What appears from the first line of the records below through the line containing "into a Keystroke" must be reproduced verbatim.

*** Data provided

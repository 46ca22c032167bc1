//! Parsing of key identifiers
//!
//! Accepts DOM-style names (`ArrowUp`, `Escape`), short names (`up`, `esc`)
//! and modifier chords joined with `+` (`Shift+Tab`, `ctrl+home`).
//!
//! Key names the grid has no use for (`CapsLock`, `Insert`, a lone `Shift`)
//! parse to [`KeyCode::Unidentified`]. Only malformed chords are errors.

use thiserror::Error;

use super::types::{KeyCode, Keystroke, Modifiers};

#[derive(Debug, Clone, PartialEq, Eq, Error)]
pub enum KeymapError {
    #[error("invalid key: {0}")]
    InvalidKey(String),
}

/// Parse a key string like "Shift+Tab" into a Keystroke
pub fn parse_key_string(key_str: &str) -> Result<Keystroke, KeymapError> {
    let key_str = key_str.trim();
    if key_str.is_empty() {
        return Err(KeymapError::InvalidKey(key_str.to_string()));
    }

    // A trailing "+" is the plus key itself ("+", "Shift++")
    let (chord, plus_key) = match key_str.strip_suffix('+') {
        Some(rest) if rest.is_empty() || rest.ends_with('+') => {
            (rest.trim_end_matches('+'), true)
        }
        _ => (key_str, false),
    };

    let mut mods = Modifiers::NONE;
    let mut key_part = plus_key.then_some(KeyCode::Char('+'));

    for part in chord.split('+').filter(|p| !p.is_empty()) {
        match part.to_lowercase().as_str() {
            "ctrl" | "control" => mods = mods | Modifiers::CTRL,
            "shift" => mods = mods | Modifiers::SHIFT,
            "alt" | "option" | "opt" => mods = mods | Modifiers::ALT,
            "meta" | "cmd" | "super" | "win" => mods = mods | Modifiers::META,
            _ => {
                if key_part.is_some() {
                    return Err(KeymapError::InvalidKey(format!(
                        "multiple keys in {}",
                        key_str
                    )));
                }
                key_part = Some(parse_key_code(part));
            }
        }
    }

    // A bare modifier press ("Shift", "Control")
    let key = match key_part {
        Some(key) => key,
        None if !mods.is_empty() => KeyCode::Unidentified,
        None => return Err(KeymapError::InvalidKey(format!("no key in {}", key_str))),
    };

    Ok(Keystroke::new(key, mods))
}

/// Parse a key code from string; unknown names are `Unidentified`
fn parse_key_code(key: &str) -> KeyCode {
    let mut chars = key.chars();
    if let (Some(c), None) = (chars.next(), chars.next()) {
        return KeyCode::Char(c);
    }

    match key.to_lowercase().as_str() {
        "enter" | "return" => KeyCode::Enter,
        "escape" | "esc" => KeyCode::Escape,
        "tab" => KeyCode::Tab,
        "backspace" | "back" => KeyCode::Backspace,
        "delete" | "del" => KeyCode::Delete,
        "space" => KeyCode::Char(' '),

        "up" | "arrowup" => KeyCode::Up,
        "down" | "arrowdown" => KeyCode::Down,
        "left" | "arrowleft" => KeyCode::Left,
        "right" | "arrowright" => KeyCode::Right,

        "home" => KeyCode::Home,
        "end" => KeyCode::End,
        "pageup" | "pgup" => KeyCode::PageUp,
        "pagedown" | "pgdown" | "pgdn" => KeyCode::PageDown,

        lower => lower
            .strip_prefix('f')
            .and_then(|n| n.parse::<u8>().ok())
            .filter(|n| (1..=24).contains(n))
            .map_or(KeyCode::Unidentified, KeyCode::F),
    }
}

******

**Answer for the task**
repository 46ca22c032167bc1
//! Parsing of key identifiers
//!
//! Accepts DOM-style names (`ArrowUp`, `Escape`), short names (`up`, `esc`)
//! and modifier chords joined with `+` (`Shift+Tab`, `ctrl+home`).
//!
//! Key names the grid has no use for (`CapsLock`, `Insert`, a lone `Shift`)
//! parse to [`KeyCode::Unidentified`]. Only malformed chords are errors.

use thiserror::Error;

use super::types::{KeyCode, Keystroke, Modifiers};

#[derive(Debug, Clone, PartialEq, Eq, Error)]
pub enum KeymapError {
    #[error("invalid key: {0}")]
    InvalidKey(String),
}

/// Parse a key string like "Shift+Tab" into a Keystroke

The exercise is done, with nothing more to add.